これほど効率のよい怪談が、一国にとどまるはずもなかった。

2000年代と2010年代を経て、日本のインターネットが韓国と中国のウェブと出会うと、テケテケは海を越えた。韓国では音写した名テケテケ(테케테케)として知られ、この国の巨大な利用者参加型ウィキに整理され、ホラーのコミュニティや動画チャンネルでやり取りされている。中国語圏のウェブでは、それ自体の擬音語の名で、字幕クリップや転載を通じて広まった。この話はほとんど摩擦なく翻訳された。なぜそうなのかは問うに値する。すべての怪談が国境を越えて生き延びるわけではないからだ。

答えの一部は、その女の核心に文化的な注釈が要らないという点にある。香港おばあさん幽霊は1980年代の韓国という文脈があってはじめて十全に理解され、きさらぎ駅は匿名の日本の掲示板という独特の手触りを必要とする。だがテケテケに必要なのは、線路が一つ、暗い場所が一つ、そして「何かが迫っているのに私は逃れられない」と告げる普遍的な本能だけだ。列車のある国には、人を不安にさせる踏切がある。
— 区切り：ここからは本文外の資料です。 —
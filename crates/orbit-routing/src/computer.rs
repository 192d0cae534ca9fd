//! Computes endpoints from deployments, declared endpoint specs and zone
//! routing configuration.

use std::collections::BTreeSet;

use orbit_core::{
    ApplicationId, AuthMethod, ClusterId, DeploymentId, DeploymentSpec, EndpointSpec, Environment,
    InstanceId, OrbitConfig, RoutingMethod, ZoneId,
};
use orbit_state::{AssignedRotation, GeneratedEndpoint};

use crate::endpoint::{self, Endpoint, EndpointList, EndpointScope, WeightedDeployment};
use crate::error::{RoutingError, RoutingResult};
use crate::zone::ZoneRouting;

#[derive(Debug, Clone)]
pub struct EndpointComputer {
    zones: ZoneRouting,
    dns_suffix: String,
}

impl EndpointComputer {
    pub fn new(zones: ZoneRouting, dns_suffix: impl Into<String>) -> Self {
        Self {
            zones,
            dns_suffix: dns_suffix.into(),
        }
    }

    pub fn from_config(config: &OrbitConfig) -> Self {
        Self::new(ZoneRouting::from_config(config), config.system.dns_suffix.clone())
    }

    pub fn zones(&self) -> &ZoneRouting {
        &self.zones
    }

    pub fn dns_suffix(&self) -> &str {
        &self.dns_suffix
    }

    /// Zone endpoints of one cluster of a deployment, plus region endpoints
    /// in production, each with a generated variant per generated endpoint.
    pub fn compute_endpoints(
        &self,
        deployment: &DeploymentId,
        cluster: &ClusterId,
        generated: &[GeneratedEndpoint],
    ) -> EndpointList {
        let routing_method = self.zones.primary_method(&deployment.zone);
        let single = |dns_name: String, scope, auth_method, generated| Endpoint {
            dns_name,
            scope,
            cluster: cluster.clone(),
            id: None,
            routing_method,
            auth_method,
            targets: vec![WeightedDeployment::new(deployment.clone(), 1)],
            generated,
        };

        let suffix = self.dns_suffix.as_str();
        let mut endpoints = vec![single(
            endpoint::zone_name(deployment, cluster, suffix),
            EndpointScope::Zone,
            AuthMethod::Mtls,
            false,
        )];
        for g in generated {
            endpoints.push(single(
                endpoint::generated_zone_name(g, suffix),
                EndpointScope::Zone,
                g.auth_method,
                true,
            ));
        }
        if deployment.zone.environment.is_production() {
            endpoints.push(single(
                endpoint::region_name(deployment, cluster, suffix),
                EndpointScope::Region,
                AuthMethod::Mtls,
                false,
            ));
            for g in generated {
                endpoints.push(single(
                    endpoint::generated_region_name(g, deployment, suffix),
                    EndpointScope::Region,
                    g.auth_method,
                    true,
                ));
            }
        }
        EndpointList::new(endpoints)
    }

    /// Global endpoints of every instance and the application endpoints of
    /// `spec`. Endpoints without targets are left out.
    pub fn declared_endpoints_of(
        &self,
        application: &ApplicationId,
        spec: &DeploymentSpec,
    ) -> RoutingResult<EndpointList> {
        let mut endpoints = Vec::new();
        for instance in spec.instances() {
            let instance_id = application.instance(instance.name.clone());
            for declared in &instance.endpoints {
                let targets = self.targets_of(application, declared);
                let Some(routing_method) = self.global_routing_method(declared, &targets)? else {
                    continue;
                };
                endpoints.push(Endpoint {
                    dns_name: endpoint::global_name(
                        &instance_id,
                        &declared.endpoint_id,
                        &self.dns_suffix,
                    ),
                    scope: EndpointScope::Global,
                    cluster: declared.container_id.clone(),
                    id: Some(declared.endpoint_id.clone()),
                    routing_method,
                    auth_method: AuthMethod::Mtls,
                    targets,
                    generated: false,
                });
            }
        }
        for declared in spec.endpoints() {
            let targets = self.targets_of(application, declared);
            let Some(routing_method) = self.application_routing_method(declared, &targets)? else {
                continue;
            };
            endpoints.push(Endpoint {
                dns_name: endpoint::application_name(
                    application,
                    &declared.endpoint_id,
                    &self.dns_suffix,
                ),
                scope: EndpointScope::Application,
                cluster: declared.container_id.clone(),
                id: Some(declared.endpoint_id.clone()),
                routing_method,
                auth_method: AuthMethod::Mtls,
                targets,
                generated: false,
            });
        }
        Ok(EndpointList::new(endpoints))
    }

    /// The global endpoint a rotation was assigned to, rebuilt from the
    /// persisted assignment alone.
    pub fn rotation_endpoint(&self, instance: &InstanceId, rotation: &AssignedRotation) -> Endpoint {
        let targets = rotation
            .regions
            .iter()
            .map(|region| {
                let zone = ZoneId::new(Environment::Prod, region.clone());
                WeightedDeployment::new(DeploymentId::new(instance.clone(), zone), 1)
            })
            .collect();
        Endpoint {
            dns_name: endpoint::global_name(instance, &rotation.endpoint_id, &self.dns_suffix),
            scope: EndpointScope::Global,
            cluster: rotation.cluster.clone(),
            id: Some(rotation.endpoint_id.clone()),
            routing_method: RoutingMethod::Shared,
            auth_method: AuthMethod::Mtls,
            targets,
            generated: false,
        }
    }

    /// Zone endpoint name of a deployment's cluster, without generated variants.
    pub fn zone_name(&self, deployment: &DeploymentId, cluster: &ClusterId) -> String {
        endpoint::zone_name(deployment, cluster, &self.dns_suffix)
    }

    pub fn region_name(&self, deployment: &DeploymentId, cluster: &ClusterId) -> String {
        endpoint::region_name(deployment, cluster, &self.dns_suffix)
    }

    fn targets_of(&self, application: &ApplicationId, declared: &EndpointSpec) -> Vec<WeightedDeployment> {
        let mut targets: Vec<WeightedDeployment> = declared
            .targets
            .iter()
            .map(|target| {
                let instance = application.instance(target.instance.clone());
                let zone = ZoneId::new(Environment::Prod, target.region.clone());
                WeightedDeployment::new(DeploymentId::new(instance, zone), target.weight)
            })
            .collect();
        targets.sort();
        targets.dedup();
        targets
    }

    /// The single direct method any target zone offers, or the shared layer
    /// when none offers one.
    fn global_routing_method(
        &self,
        declared: &EndpointSpec,
        targets: &[WeightedDeployment],
    ) -> RoutingResult<Option<RoutingMethod>> {
        let available: BTreeSet<RoutingMethod> = targets
            .iter()
            .flat_map(|t| self.zones.routing_methods(&t.deployment.zone))
            .collect();
        let direct: Vec<RoutingMethod> = available.iter().copied().filter(|m| m.is_direct()).collect();
        match direct.as_slice() {
            [] => Ok(available
                .contains(&RoutingMethod::Shared)
                .then_some(RoutingMethod::Shared)),
            [method] => Ok(Some(*method)),
            many => Err(RoutingError::AmbiguousRoutingMethod(format!(
                "targets of global endpoint '{}' offer direct routing through {many:?}; \
                 at most one direct method is allowed per endpoint",
                declared.endpoint_id
            ))),
        }
    }

    /// Application endpoints span instances and need every target zone to
    /// route the same way.
    fn application_routing_method(
        &self,
        declared: &EndpointSpec,
        targets: &[WeightedDeployment],
    ) -> RoutingResult<Option<RoutingMethod>> {
        let methods: BTreeSet<RoutingMethod> = targets
            .iter()
            .map(|t| self.zones.primary_method(&t.deployment.zone))
            .collect();
        let mut methods = methods.into_iter();
        match (methods.next(), methods.next()) {
            (None, _) => Ok(None),
            (Some(method), None) => Ok(Some(method)),
            (Some(first), Some(second)) => Err(RoutingError::AmbiguousRoutingMethod(format!(
                "targets of application endpoint '{}' route through both {first} and {second}",
                declared.endpoint_id
            ))),
        }
    }
}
世界のどこの子どもも、自分より速い何かに追われる、あの特有の恐怖を知っている。その女は新しい言語に着いたとき、すでに理解されていた。

こうしてその女は、故郷を越えて育ってしまった、あの小さく奇妙な部類の怪談に加わった——もはや一つの文化に属さず、最も近い言語が何であれその言語で繰り返される、人類が共に見る悪夢に近い何かとなった話たちに。

暗闇を貫いて近づいてくる遠い列車のヘッドライト、線路の上の明るい点一つ(AI生成画像)
暗闇を貫いて近づいてくる遠い列車のヘッドライト、線路の上の明るい点一つ(AI生成画像)

残るのは、音

テケテケは実在しない。線路の上の女も、あり得ない速さも、誤って答えれば脚を持っていく謎かけもない。そのすべてを始めたというあの事故の由来さえ、特定の記録に釘づけにはできない。最も深い都市伝説がみなそうであるように、その女には最初に作った者も最初に遭った被害者もなく、ただその女を幾世代もの子どもたちに、まったく実在するもののように感じさせた、果てしない繰り返しの鎖があるだけだ。

だが、この怪談がじつはあなたに求めるものを見てほしい。見ろ、とは言わない。聞け、と言う。そしてそれが、その女に関する最も静かで、最も長く残る点だ——その女は、閉じることのできない感覚の中に棲む。幽霊に向かってなら、目を閉じることができる。音に向かっては、耳を閉じることができず、そしてその女のすべてがまさに音なのだ。背後の暗がりのどこかで、あってはならない速さで近づいてくる、あの乾いた規則正しい擦れ。

おそらくそれゆえに、その女は生き延び、日本の線路から遠く離れた別の言語と別の校庭へ、かくもたやすく渡っていったのだろう。その女は顔にも場所にも縛られていない。誰もがすでに抱えている感覚に縛られている——最悪のものは、到着する前に自らを告げるという、そしてそれを聞くことは、逃れられることとは決して同じではないという、幼い頃から半ば埋もれてきたあの確信に。

だから次に、夜の誰もいない踏切を、静かなレールの上で赤い灯が点滅するその場所を通り過ぎるとき、この怪談があなたにさせようと作られた、まさにその一つのことをしている自分に気づくかもしれない。ほんの一瞬、立ち止まって耳を澄ますだろう。そしてその静けさの中で、正直になるなら、あなたの中の一部は、それが聞こえてくるのを待っているだろう。テケ。テケ。テケ。